Last week's headlines on politics, religion and culture

Blog update #1: Michael's wife, Melissa, writes a moving reflection on trauma from her old church, her recent baptism, and vulnerability. This is, according to Michael, "the most important thing I will ever publish on this site or anywhere else." 

Blog update #2: Stephen Colbert and Pope Francis are likely the two most famous Catholics alive. Sarah Ngu writes a blogpost on "Joy: The Theology of Stephen Colbert & Pope Francis."

1. What was the Pope Really Saying About Marriage, Family and Abortion?

Vanessa Urquhart has an excellent rhetorical analysis at Slate on how the Pope feints one way politically, only to surprise you by going the other way, in order to make a larger point about our simplistic reduction of people into "righteous vs sinners." W. Bradford Wilcox also illuminates at The Atlantic how the Pope unconventionally understands a major threat to the family: poverty & violence. 
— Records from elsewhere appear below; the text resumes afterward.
// SPDX-License-Identifier: MPL-2.0
// This Source Code Form is subject to the terms of the Mozilla Public
// License, v. 2.0. If a copy of the MPL was not distributed with this
// file, You can obtain one at https://mozilla.org/MPL/2.0/.

//! Bridge configuration.
//!
//! The configuration is a flat JSON document:
//!
//! ```json
//! {
//!   "host": "192.168.1.10",
//!   "port": 1883,
//!   "username": "mqtt",
//!   "password": "secret",
//!   "name": "livingroom",
//!   "ip": "192.168.1.60",
//!   "mac": "a8:23:fe:00:11:22",
//!   "lgtv_base_topic": "lgtv2mqtt",
//!   "ha_base_topic": "homeassistant"
//! }
//! ```
//!
//! Only `host`, `ip` and `mac` are required.

use std::path::Path;

use serde::Deserialize;

use crate::discovery::DeviceIdentity;
use crate::error::ConfigError;
use crate::topic::TopicScheme;

/// Where the bridge looks for its configuration by default.
pub const DEFAULT_CONFIG_PATH: &str = "/etc/lgtv-config.json";

const DEFAULT_PORT: u16 = 1883;
const DEFAULT_NAME: &str = "tv";
const DEFAULT_LGTV_BASE_TOPIC: &str = "lgtv2mqtt";
const DEFAULT_HA_BASE_TOPIC: &str = "homeassistant";

/// Characters that cannot appear inside a single topic level.
const RESERVED_TOPIC_CHARS: &[char] = &['/', '+', '#'];

#[derive(Debug, Default, Deserialize)]
struct RawConfig {
    host: Option<String>,
    port: Option<u16>,
    username: Option<String>,
    password: Option<String>,
    name: Option<String>,
    ip: Option<String>,
    mac: Option<String>,
    lgtv_base_topic: Option<String>,
    ha_base_topic: Option<String>,
}

/// Broker connection settings.
#[derive(Debug, Clone, PartialEq, Eq)]
pub struct BrokerSettings {
    /// Broker host name or address.
    pub host: String,
    /// Broker port.
    pub port: u16,
    /// Username and password, if the broker needs them.
    pub credentials: Option<(String, String)>,
}

/// Validated bridge configuration.
///
/// # Examples
///
/// ```
/// use lgtv2mqtt::config::BridgeConfig;
/// use lgtv2mqtt::types::StateLeaf;
///
/// let config = BridgeConfig::from_json(
///     r#"{"host": "broker", "ip": "192.168.1.60", "mac": "aa:bb:cc:dd:ee:ff"}"#,
/// )?;
///
/// assert_eq!(config.port(), 1883);
/// assert_eq!(config.name(), "tv");
/// assert_eq!(
///     config.topics().state_topic(StateLeaf::PowerState),
///     "lgtv2mqtt/tv/powerState"
/// );
/// # Ok::<(), lgtv2mqtt::error::ConfigError>(())
/// ```
#[derive(Debug, Clone, PartialEq, Eq)]
pub struct BridgeConfig {
    host: String,
    port: u16,
    credentials: Option<(String, String)>,
    name: String,
    ip: String,
    mac: String,
    lgtv_base_topic: String,
    ha_base_topic: String,
}

impl BridgeConfig {
    /// Reads and validates the configuration file at `path`.
    ///
    /// # Errors
    ///
    /// Returns [`ConfigError::Io`] if the file cannot be read, and any
    /// error of [`from_json`](Self::from_json).
    pub fn load(path: impl AsRef<Path>) -> Result<Self, ConfigError> {
        let path = path.as_ref();
        tracing::debug!(path = %path.display(), "Loading configuration");

        let contents = std::fs::read_to_string(path).map_err(|source| ConfigError::Io {
            path: path.display().to_string(),
            source,
        })?;
        Self::from_json(&contents)
    }

    /// Parses and validates a configuration document.
    ///
    /// Empty strings count as absent. Unknown keys are ignored.
    ///
    /// # Errors
    ///
    /// Returns [`ConfigError::Json`] for malformed documents,
    /// [`ConfigError::MissingField`] if `host`, `ip` or `mac` is absent, and
    /// [`ConfigError::InvalidValue`] for unusable values.
    pub fn from_json(json: &str) -> Result<Self, ConfigError> {
        let raw: RawConfig = serde_json::from_str(json)?;

        let credentials = match (present(raw.username), present(raw.password)) {
            (Some(username), Some(password)) => Some((username, password)),
            (None, None) => None,
            (Some(_), None) => {
                return Err(ConfigError::InvalidValue {
                    field: "password",
                    message: "username given without password".to_string(),
                });
            }
            (None, Some(_)) => {
                return Err(ConfigError::InvalidValue {
                    field: "username",
                    message: "password given without username".to_string(),
                });
            }
        };

        let config = Self {
            host: present(raw.host).ok_or(ConfigError::MissingField("host"))?,
            port: raw.port.unwrap_or(DEFAULT_PORT),
            credentials,
            name: present(raw.name).unwrap_or_else(|| DEFAULT_NAME.to_string()),
            ip: present(raw.ip).ok_or(ConfigError::MissingField("ip"))?,
            mac: present(raw.mac).ok_or(ConfigError::MissingField("mac"))?,
            lgtv_base_topic: present(raw.lgtv_base_topic)
                .unwrap_or_else(|| DEFAULT_LGTV_BASE_TOPIC.to_string()),
            ha_base_topic: present(raw.ha_base_topic)
                .unwrap_or_else(|| DEFAULT_HA_BASE_TOPIC.to_string()),
        };
        config.validate()?;
        Ok(config)
    }

    /// Checks that every value can be used as configured.
    ///
    /// # Errors
    ///
    /// Returns [`ConfigError::InvalidValue`] if the port is zero or a topic
    /// level is empty or contains `/`, `+` or `#`.
    pub fn validate(&self) -> Result<(), ConfigError> {
        if self.port == 0 {
            return Err(ConfigError::InvalidValue {
                field: "port",
                message: "must not be 0".to_string(),
            });
        }

        for (field, value) in [
            ("name", &self.name),
            ("lgtv_base_topic", &self.lgtv_base_topic),
            ("ha_base_topic", &self.ha_base_topic),
        ] {
            validate_topic_level(field, value)?;
        }
        Ok(())
    }

    /// Returns the broker host.
    #[must_use]
    pub fn host(&self) -> &str {
        &self.host
    }

    /// Returns the broker port.
    #[must_use]
    pub fn port(&self) -> u16 {
        self.port
    }

    /// Returns the broker username and password.
    #[must_use]
    pub fn credentials(&self) -> Option<(&str, &str)> {
        self.credentials
            .as_ref()
            .map(|(username, password)| (username.as_str(), password.as_str()))
    }

    /// Returns the instance name used in every topic.
    #[must_use]
    pub fn name(&self) -> &str {
        &self.name
    }

    /// Returns the TV's address.
    #[must_use]
    pub fn ip(&self) -> &str {
        &self.ip
    }

    /// Returns the TV's MAC address.
    #[must_use]
    pub fn mac(&self) -> &str {
        &self.mac
    }

    /// Returns the prefix of state and command topics.
    #[must_use]
    pub fn lgtv_base_topic(&self) -> &str {
        &self.lgtv_base_topic
    }

    /// Returns the Home Assistant discovery prefix.
    #[must_use]
    pub fn ha_base_topic(&self) -> &str {
        &self.ha_base_topic
    }

    /// Returns the topic layout for this TV.
    #[must_use]
    pub fn topics(&self) -> TopicScheme {
        TopicScheme::new(&self.lgtv_base_topic, &self.name, &self.ha_base_topic)
    }

    /// Returns the device block shared by all discovery descriptors.
    #[must_use]
    pub fn device_identity(&self) -> DeviceIdentity {
        DeviceIdentity::new(&self.name, &self.mac)
    }

    /// Returns the broker connection settings.
    #[must_use]
    pub fn broker(&self) -> BrokerSettings {
        BrokerSettings {
            host: self.host.clone(),
            port: self.port,
            credentials: self.credentials.clone(),
        }
    }
}

fn present(value: Option<String>) -> Option<String> {
    value.filter(|v| !v.is_empty())
}

fn validate_topic_level(field: &'static str, value: &str) -> Result<(), ConfigError> {
    if value.is_empty() {
        return Err(ConfigError::InvalidValue {
            field,
            message: "must not be empty".to_string(),
        });
    }
    if let Some(c) = value.chars().find(|c| RESERVED_TOPIC_CHARS.contains(c)) {
        return Err(ConfigError::InvalidValue {
            field,
            message: format!("must not contain '{c}'"),
        });
    }
    Ok(())
}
2. Women Are Sexist, Too (Time)

"I knew what I was doing in terms of running our household better than [my husband] did. I didn’t really trust him to be able to do it on his own, or certainly not to do it the way I would... But why is my way the right way?" 
- Anne Marie-Slaughter

3. The Urgent Hope of Ta-Nehisi Coates (Sojourners)

Jonathan Orbell writes at Sojourners on how the hopelessness in Coates' writings should not turn off Christians, but rather spur them onto greater urgency. Coates tweeted this piece, saying, "Best thing about #BetweenTheWorldAndMe is watching Christians engage the work. Serious learning experience for me."  

Concluding thought:

Given Pope Francis' citation of Thomas Merton, here is a powerful passage from Merton's autobiography that is worth reflecting upon: 

"Lax's picture of America... is the picture of a country full of people who want to be kind and pleasant and happy and love good things and serve Got, but do not know how... And Lax's vision is a vision of the day when they will turn on the radio and... will find somebody who is capable of telling them of the love of God in language that will no longer sound hackneyed or crazy, but with authority and conviction: the conviction born of sanctity."